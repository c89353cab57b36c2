pub mod confidence;
pub mod game;
pub mod odds;
pub mod pick;
pub mod record;
pub mod sport;

pub use confidence::*;
pub use game::*;
pub use odds::*;
pub use pick::*;
pub use record::*;
pub use sport::*;
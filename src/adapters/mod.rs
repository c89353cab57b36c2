pub mod checkout;
pub mod espn;
pub mod the_odds_api;

pub use checkout::CheckoutClient;
pub use espn::EspnProvider;
pub use the_odds_api::TheOddsApiClient;
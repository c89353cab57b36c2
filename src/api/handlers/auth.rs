use axum::{extract::State, http::HeaderMap, http::StatusCode, Json};

use crate::api::auth::bearer_token;
use crate::api::{state::AppState, types::*};
use crate::error::LockboxError;

fn auth_error(err: LockboxError) -> (StatusCode, String) {
    match &err {
        LockboxError::Validation(msg) => (StatusCode::BAD_REQUEST, msg.clone()),
        LockboxError::Auth(msg) => (StatusCode::UNAUTHORIZED, msg.clone()),
        _ => (StatusCode::INTERNAL_SERVER_ERROR, err.to_string()),
    }
}

/// POST /api/signup -- create an account and issue a token
pub async fn signup(
    State(state): State<AppState>,
    Json(request): Json<CredentialsRequest>,
) -> std::result::Result<Json<AuthResponse>, (StatusCode, String)> {
    let (token, user) = state
        .auth
        .signup(&request.email, &request.password)
        .await
        .map_err(auth_error)?;
    Ok(Json(AuthResponse { token, user }))
}

/// POST /api/login -- verify credentials and issue a token
pub async fn login(
    State(state): State<AppState>,
    Json(request): Json<CredentialsRequest>,
) -> std::result::Result<Json<AuthResponse>, (StatusCode, String)> {
    let (token, user) = state
        .auth
        .login(&request.email, &request.password)
        .await
        .map_err(auth_error)?;
    Ok(Json(AuthResponse { token, user }))
}

/// GET /api/me -- resolve the bearer token back to its account
pub async fn me(
    State(state): State<AppState>,
    headers: HeaderMap,
) -> std::result::Result<Json<MeResponse>, (StatusCode, String)> {
    let Some(token) = bearer_token(&headers) else {
        return Err((
            StatusCode::UNAUTHORIZED,
            "missing bearer token".to_string(),
        ));
    };

    let user = state.auth.verify(token).await.map_err(auth_error)?;
    Ok(Json(MeResponse { user }))
}
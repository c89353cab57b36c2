use crate::domain::{FeaturedSelection, MarketKind, Pick, PropPick};
use chrono::Utc;

/// First-seen element with the strictly highest confidence. `max_by_key`
/// keeps the last maximum, which would make ties order-dependent here.
fn stable_max<'a, T>(items: impl Iterator<Item = &'a T>, confidence: fn(&T) -> u8) -> Option<&'a T> {
    let mut best: Option<&T> = None;
    for item in items {
        match best {
            Some(current) if confidence(item) <= confidence(current) => {}
            _ => best = Some(item),
        }
    }
    best
}

/// Pull the featured locks out of a scored slate. Ties keep the earliest
/// pick, so the featured slate is stable for a fixed input order.
pub fn select_featured(picks: &[Pick], props: &[PropPick]) -> FeaturedSelection {
    let lock_for = |market: MarketKind| {
        stable_max(picks.iter().filter(|p| p.market == market), |p| p.confidence).cloned()
    };

    FeaturedSelection {
        moneyline_lock: lock_for(MarketKind::Moneyline),
        spread_lock: lock_for(MarketKind::Spread),
        prop_lock: stable_max(props.iter(), |p| p.confidence)
            .cloned()
            .unwrap_or_else(PropPick::sentinel),
        picks: picks.to_vec(),
        generated_at: Utc::now(),
    }
}
//! Persistence behavior across process restarts. Every test builds a
//! second service graph over the same data directory and checks that the
//! first instance's state survives.

use std::collections::HashMap;
use std::sync::atomic::{AtomicUsize, Ordering};
use std::sync::Arc;

use async_trait::async_trait;
use chrono::{Duration, Utc};
use lockbox::api::AppState;
use lockbox::config::AppConfig;
use lockbox::domain::{
    BookmakerQuote, Game, MarketQuote, OutcomeQuote, PickResult, Sport, TeamContext, TeamScore,
};
use lockbox::error::Result;
use lockbox::services::{OddsSource, TeamContextProvider};
use lockbox::store::JsonStore;
use tempfile::TempDir;

struct FakeOddsSource {
    games: Vec<Game>,
    scores: Vec<Game>,
    odds_calls: AtomicUsize,
}

impl FakeOddsSource {
    fn new(games: Vec<Game>, scores: Vec<Game>) -> Self {
        Self {
            games,
            scores,
            odds_calls: AtomicUsize::new(0),
        }
    }
}

#[async_trait]
impl OddsSource for FakeOddsSource {
    async fn fetch_odds(&self, _sport: Sport) -> Result<Vec<Game>> {
        self.odds_calls.fetch_add(1, Ordering::SeqCst);
        Ok(self.games.clone())
    }

    async fn fetch_scores(&self, _sport: Sport, _days_from: u8) -> Result<Vec<Game>> {
        Ok(self.scores.clone())
    }

    async fn fetch_event_props(&self, _sport: Sport, _event_id: &str) -> Result<Game> {
        Err(lockbox::error::LockboxError::Upstream(
            "no prop odds".to_string(),
        ))
    }
}

struct NeutralContext;

#[async_trait]
impl TeamContextProvider for NeutralContext {
    async fn team_contexts(
        &self,
        _sport: Sport,
        teams: &[String],
    ) -> HashMap<String, TeamContext> {
        teams
            .iter()
            .map(|t| (t.clone(), TeamContext::default()))
            .collect()
    }
}

fn upcoming_game() -> Game {
    Game {
        id: "game-1".to_string(),
        sport_key: "americanfootball_nfl".to_string(),
        commence_time: Utc::now() + Duration::hours(6),
        home_team: "Chicago Bears".to_string(),
        away_team: "Green Bay Packers".to_string(),
        completed: false,
        bookmakers: vec![BookmakerQuote {
            key: "draftkings".to_string(),
            title: "DraftKings".to_string(),
            markets: vec![MarketQuote {
                key: "h2h".to_string(),
                outcomes: vec![
                    OutcomeQuote {
                        name: "Chicago Bears".to_string(),
                        price: -150.0,
                        point: None,
                        description: None,
                    },
                    OutcomeQuote {
                        name: "Green Bay Packers".to_string(),
                        price: 130.0,
                        point: None,
                        description: None,
                    },
                ],
            }],
        }],
        scores: None,
    }
}

fn final_game() -> Game {
    Game {
        id: "game-1".to_string(),
        sport_key: "americanfootball_nfl".to_string(),
        commence_time: Utc::now() - Duration::hours(4),
        home_team: "Chicago Bears".to_string(),
        away_team: "Green Bay Packers".to_string(),
        completed: true,
        bookmakers: Vec::new(),
        scores: Some(vec![
            TeamScore {
                name: "Chicago Bears".to_string(),
                score: Some("24".to_string()),
            },
            TeamScore {
                name: "Green Bay Packers".to_string(),
                score: Some("17".to_string()),
            },
        ]),
    }
}

fn test_config() -> AppConfig {
    let mut config = AppConfig::default_config();
    config.odds.api_key = "test-key".to_string();
    config
}

/// One "process": a service graph over a JSON store in `dir`.
fn boot(dir: &TempDir, source: Arc<FakeOddsSource>) -> AppState {
    AppState::new(
        test_config(),
        source,
        Arc::new(NeutralContext),
        Arc::new(JsonStore::new(dir.path())),
        None,
    )
}

#[tokio::test]
async fn day_locks_survive_restart() {
    let dir = tempfile::tempdir().expect("failed to create temp dir");

    let first_source = Arc::new(FakeOddsSource::new(vec![upcoming_game()], Vec::new()));
    let first = boot(&dir, first_source.clone());
    let locked = first
        .picks
        .featured(Sport::NFL)
        .await
        .expect("featured generation failed");
    assert_eq!(first_source.odds_calls.load(Ordering::SeqCst), 1);

    // A fresh instance replays the stored selection without refetching.
    let second_source = Arc::new(FakeOddsSource::new(vec![upcoming_game()], Vec::new()));
    let second = boot(&dir, second_source.clone());
    let replayed = second
        .picks
        .featured(Sport::NFL)
        .await
        .expect("featured replay failed");

    assert_eq!(replayed.generated_at, locked.generated_at);
    assert_eq!(
        replayed.moneyline_lock.as_ref().map(|p| p.pick.as_str()),
        Some("Chicago Bears")
    );
    assert_eq!(second_source.odds_calls.load(Ordering::SeqCst), 0);
}

#[tokio::test]
async fn graded_results_survive_restart() {
    let dir = tempfile::tempdir().expect("failed to create temp dir");

    let source = Arc::new(FakeOddsSource::new(vec![upcoming_game()], vec![final_game()]));
    let first = boot(&dir, source);
    first
        .picks
        .featured(Sport::NFL)
        .await
        .expect("featured generation failed");

    let summary = first
        .results
        .refresh_results(Sport::NFL)
        .await
        .expect("refresh failed");
    assert_eq!(summary.resolved, 1);
    assert_eq!(summary.record.wins, 1);

    // Restart: record and graded history are read back from disk.
    let second = boot(
        &dir,
        Arc::new(FakeOddsSource::new(Vec::new(), vec![final_game()])),
    );
    let record = second.results.record().await.expect("record load failed");
    assert_eq!(record.wins, 1);
    assert_eq!(record.losses, 0);

    let history = second.results.history().await.expect("history load failed");
    assert_eq!(history.len(), 1);
    assert!(history[0].checked);
    assert_eq!(history[0].result, Some(PickResult::Win));

    // Everything is already graded, so a second pass resolves nothing.
    let summary = second
        .results
        .refresh_results(Sport::NFL)
        .await
        .expect("refresh failed");
    assert_eq!(summary.resolved, 0);
    assert_eq!(summary.record.wins, 1);
}

#[tokio::test]
async fn manual_results_persist_across_instances() {
    let dir = tempfile::tempdir().expect("failed to create temp dir");

    let first = boot(&dir, Arc::new(FakeOddsSource::new(Vec::new(), Vec::new())));
    let record = first
        .results
        .apply_manual_result(PickResult::Win)
        .await
        .expect("manual result failed");
    assert_eq!(record.wins, 1);

    let second = boot(&dir, Arc::new(FakeOddsSource::new(Vec::new(), Vec::new())));
    let record = second
        .results
        .apply_manual_result(PickResult::Loss)
        .await
        .expect("manual result failed");
    assert_eq!(record.wins, 1);
    assert_eq!(record.losses, 1);
    assert!((record.win_rate() - 0.5).abs() < 1e-9);
}
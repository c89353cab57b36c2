use chrono::{DateTime, Utc};
use serde::{Deserialize, Serialize};

use crate::auth::UserProfile;
use crate::domain::{Game, Pick, PickResult, PropPick, Record};

// ============================================================================
// Pick Types
// ============================================================================

#[derive(Debug, Clone, Serialize, Deserialize)]
pub struct PicksResponse {
    pub sport: String,
    pub picks: Vec<Pick>,
}

#[derive(Debug, Clone, Serialize, Deserialize)]
pub struct PropsResponse {
    pub props: Vec<PropPick>,
}

// ============================================================================
// Score Types
// ============================================================================

#[derive(Debug, Clone, Serialize, Deserialize)]
#[serde(rename_all = "camelCase")]
pub struct ScoreGame {
    pub home_team: String,
    pub away_team: String,
    pub commence_time: DateTime<Utc>,
    pub completed: bool,
    pub home_score: Option<i64>,
    pub away_score: Option<i64>,
}

impl ScoreGame {
    pub fn from_game(game: &Game) -> Self {
        Self {
            home_score: game.score_for(&game.home_team),
            away_score: game.score_for(&game.away_team),
            home_team: game.home_team.clone(),
            away_team: game.away_team.clone(),
            commence_time: game.commence_time,
            completed: game.completed,
        }
    }

    /// A game counts as live once it has kicked off but has no final yet.
    pub fn is_live(&self, now: DateTime<Utc>) -> bool {
        !self.completed && self.commence_time <= now
    }
}

#[derive(Debug, Clone, Serialize, Deserialize)]
#[serde(rename_all = "camelCase")]
pub struct ScoresResponse {
    pub total_games: usize,
    pub live_games: usize,
    pub games: Vec<ScoreGame>,
}

impl ScoresResponse {
    pub fn build(games: &[Game], now: DateTime<Utc>) -> Self {
        let games: Vec<ScoreGame> = games.iter().map(ScoreGame::from_game).collect();
        let live_games = games.iter().filter(|g| g.is_live(now)).count();
        Self {
            total_games: games.len(),
            live_games,
            games,
        }
    }
}

// ============================================================================
// Game Types
// ============================================================================

#[derive(Debug, Clone, Serialize, Deserialize)]
#[serde(rename_all = "camelCase")]
pub struct GameSummary {
    pub id: String,
    pub home_team: String,
    pub away_team: String,
    pub commence_time: DateTime<Utc>,
    pub completed: bool,
    pub has_odds: bool,
}

impl GameSummary {
    pub fn from_game(game: &Game) -> Self {
        Self {
            id: game.id.clone(),
            home_team: game.home_team.clone(),
            away_team: game.away_team.clone(),
            commence_time: game.commence_time,
            completed: game.completed,
            has_odds: !game.bookmakers.is_empty(),
        }
    }
}

#[derive(Debug, Clone, Serialize, Deserialize)]
#[serde(rename_all = "camelCase")]
pub struct GamesResponse {
    pub sport: String,
    pub total_games: usize,
    pub games: Vec<GameSummary>,
}

// ============================================================================
// Record Types
// ============================================================================

#[derive(Debug, Clone, Serialize, Deserialize)]
#[serde(rename_all = "camelCase")]
pub struct RecordResponse {
    pub wins: u32,
    pub losses: u32,
    pub win_rate: f64,
}

impl From<Record> for RecordResponse {
    fn from(record: Record) -> Self {
        // Percentage with one decimal, 0.0 when nothing has been graded.
        Self {
            wins: record.wins,
            losses: record.losses,
            win_rate: (record.win_rate() * 1000.0).round() / 10.0,
        }
    }
}

#[derive(Debug, Clone, Deserialize)]
pub struct ResultRequest {
    pub result: PickResult,
}

#[derive(Debug, Clone, Serialize, Deserialize)]
#[serde(rename_all = "camelCase")]
pub struct RefreshResponse {
    pub resolved: usize,
    pub record: RecordResponse,
}

// ============================================================================
// Auth Types
// ============================================================================

#[derive(Debug, Clone, Deserialize)]
pub struct CredentialsRequest {
    pub email: String,
    pub password: String,
}

#[derive(Debug, Clone, Serialize, Deserialize)]
pub struct AuthResponse {
    pub token: String,
    pub user: UserProfile,
}

#[derive(Debug, Clone, Serialize, Deserialize)]
pub struct MeResponse {
    pub user: UserProfile,
}

// ============================================================================
// Checkout Types
// ============================================================================

#[derive(Debug, Clone, Serialize, Deserialize)]
pub struct CheckoutResponse {
    pub url: String,
}

// ============================================================================
// Health Check Types
// ============================================================================

#[derive(Debug, Clone, Serialize)]
pub struct HealthResponse {
    pub ok: bool,
    pub picks: usize,
    pub games: usize,
}
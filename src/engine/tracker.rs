use crate::domain::{names_match, Game, HistoryEntry, PickResult, Record};

/// Grade unchecked history entries against completed games. An entry
/// resolves when its moneyline lock's game is found completed with a
/// decisive winner; everything else stays unchecked for a later pass.
/// Returns how many entries were resolved.
pub fn resolve_results(
    history: &mut [HistoryEntry],
    record: &mut Record,
    completed: &[Game],
) -> usize {
    let mut resolved = 0;

    for entry in history.iter_mut().filter(|e| !e.checked) {
        let Some(lock) = entry.featured.moneyline_lock.as_ref() else {
            continue;
        };

        let finished = completed.iter().find(|g| {
            g.completed
                && names_match(&g.home_team, &lock.home_team)
                && names_match(&g.away_team, &lock.away_team)
        });
        let Some(game) = finished else {
            continue;
        };
        let Some(winner) = game.winner() else {
            continue;
        };

        let result = if names_match(winner, &lock.pick) {
            PickResult::Win
        } else {
            PickResult::Loss
        };
        record.apply(result);
        entry.checked = true;
        entry.result = Some(result);
        resolved += 1;
    }

    resolved
}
::::::::::
**WHAT YOU SHOULD DO**
Repeat, character for character, the lines of the material above from the line with "checks that the" through the line with "-> HashMap<String, TeamContext>".

**WRITTEN SOLUTION**
//! second service graph over the same data directory and checks that the
//! first instance's state survives.

use std::collections::HashMap;
use std::sync::atomic::{AtomicUsize, Ordering};
use std::sync::Arc;

use async_trait::async_trait;
use chrono::{Duration, Utc};
use lockbox::api::AppState;
use lockbox::config::AppConfig;
use lockbox::domain::{
    BookmakerQuote, Game, MarketQuote, OutcomeQuote, PickResult, Sport, TeamContext, TeamScore,
};
use lockbox::error::Result;
use lockbox::services::{OddsSource, TeamContextProvider};
use lockbox::store::JsonStore;
use tempfile::TempDir;

struct FakeOddsSource {
    games: Vec<Game>,
    scores: Vec<Game>,
    odds_calls: AtomicUsize,
}

impl FakeOddsSource {
    fn new(games: Vec<Game>, scores: Vec<Game>) -> Self {
        Self {
            games,
            scores,
            odds_calls: AtomicUsize::new(0),
        }
    }
}

#[async_trait]
impl OddsSource for FakeOddsSource {
    async fn fetch_odds(&self, _sport: Sport) -> Result<Vec<Game>> {
        self.odds_calls.fetch_add(1, Ordering::SeqCst);
        Ok(self.games.clone())
    }

    async fn fetch_scores(&self, _sport: Sport, _days_from: u8) -> Result<Vec<Game>> {
        Ok(self.scores.clone())
    }

    async fn fetch_event_props(&self, _sport: Sport, _event_id: &str) -> Result<Game> {
        Err(lockbox::error::LockboxError::Upstream(
            "no prop odds".to_string(),
        ))
    }
}

struct NeutralContext;

#[async_trait]
impl TeamContextProvider for NeutralContext {
    async fn team_contexts(
        &self,
        _sport: Sport,
        teams: &[String],
    ) -> HashMap<String, TeamContext> {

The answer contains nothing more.